The words were out of my mouth before I thought them through, but they were accurate. I didn't want to remember. It was just too weird, made me too nostalgic, to remember back to what it was like to run up and down Martha Road with Jennie. We roamed the neighborhood during summers when we were kids, and the memories were flooding back of bicycles toppling over, skinned knees, hide and seek up and down the block, climbing over fences.

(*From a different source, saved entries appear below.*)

//! Agent profiles: one nickname per agent, set once.

use crate::connection::ConnectionContext;
use holonotes_core::{
    decode_record_entry, ActionHash, EntryType, NotesError, NotesResult, Profile, Record,
};

pub struct ProfileDirectory {
    ctx: ConnectionContext,
}

impl ProfileDirectory {
    pub fn new(ctx: &ConnectionContext) -> Self {
        Self { ctx: ctx.clone() }
    }

    pub async fn create_profile(&self, nickname: &str) -> NotesResult<ActionHash> {
        let nickname = nickname.trim();
        if nickname.is_empty() {
            return Err(NotesError::invalid_argument("nickname", "must not be empty"));
        }
        let record = self
            .ctx
            .store()?
            .create_profile(Profile {
                nickname: nickname.to_string(),
            })
            .await?;
        Ok(record.action_hash())
    }

    /// This agent's profile, `None` if not yet created.
    pub async fn my_profile(&self) -> NotesResult<Option<Profile>> {
        self.ctx
            .store()?
            .get_my_profile()
            .await?
            .as_ref()
            .map(decode_profile)
            .transpose()
    }

    pub async fn get_profile(&self, hash: ActionHash) -> NotesResult<Profile> {
        let record = self
            .ctx
            .store()?
            .get_profile(hash)
            .await?
            .ok_or(NotesError::not_found("profile", hash))?;
        decode_profile(&record)
    }
}

fn decode_profile(record: &Record) -> NotesResult<Profile> {
    Ok(decode_record_entry(EntryType::Profile, record)?)
}

#[cfg(test)]
mod tests {
    use super::*;
    use crate::config::ClientSettings;
    use holonotes_store::InMemoryLedger;
    use std::sync::Arc;

    #[tokio::test]
    async fn test_profile_roundtrip_and_single_profile_rule() {
        let ledger = InMemoryLedger::new();
        let ctx =
            ConnectionContext::ready(ClientSettings::default(), Arc::new(ledger.agent_cell("alice")))
                .unwrap();
        let profiles = ProfileDirectory::new(&ctx);

        assert_eq!(profiles.my_profile().await.unwrap(), None);
        assert!(profiles.create_profile("  ").await.is_err());

        let hash = profiles.create_profile("al").await.unwrap();
        assert_eq!(profiles.get_profile(hash).await.unwrap().nickname, "al");
        assert_eq!(profiles.my_profile().await.unwrap().unwrap().nickname, "al");
        assert!(matches!(
            profiles.create_profile("again").await,
            Err(NotesError::Transport(_))
        ));
    }

    #[tokio::test]
    async fn test_note_hash_is_not_a_profile() {
        let ledger = InMemoryLedger::new();
        let ctx =
            ConnectionContext::ready(ClientSettings::default(), Arc::new(ledger.agent_cell("alice")))
                .unwrap();
        let hash = crate::chain::RevisionChain::new(&ctx)
            .create(holonotes_core::Note::new("t", "c", holonotes_core::Timestamp::from_micros(1)))
            .await
            .unwrap();
        assert!(ProfileDirectory::new(&ctx)
            .get_profile(hash)
            .await
            .unwrap_err()
            .is_not_found());
    }
}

Mom made a serious matter out of squirting ketchup and mustard onto her burger and then setting the bun back on its top and patting it into place, trying to prepare her response for me with care. "I'm sorry, McKenna. It's just that time of year. As soon as the leaves start to change, I can't help but remember what things were like when you girls were little."
Choosing to ignore her, I handed Moxie a significant chunk of the meat from my burger. "I don't have a crush on Trey. So just... stop thinking we're going to get together. It's not gonna happen."
Later that night as I waited impatiently to fall asleep, all of my apprehension earlier that week about Violet and her strangeness had abandoned me, and my thoughts were completely devoted to Trey Emory. In both of my recent encounters with him, I hadn't thought to look closely enough to see what color his eyes were. Light, I was pretty sure. Green or blue? I couldn't recall. He hadn't been wearing the army jacket earlier that night, and I'd been so surprised to see him in the yard that I hadn't even noticed while we were talking. I was thinking about his biceps, how they had been a little more noticeable than I'd been expecting beneath his tight black t-shirt. I was wondering if he lifted weights, and if so, where, and why he went to such great lengths to hide his jacked arms beneath his ratty jacket.
I wasn't thinking about the fact that Olivia had found her dress, but still didn't have a pair of shoes for the dance.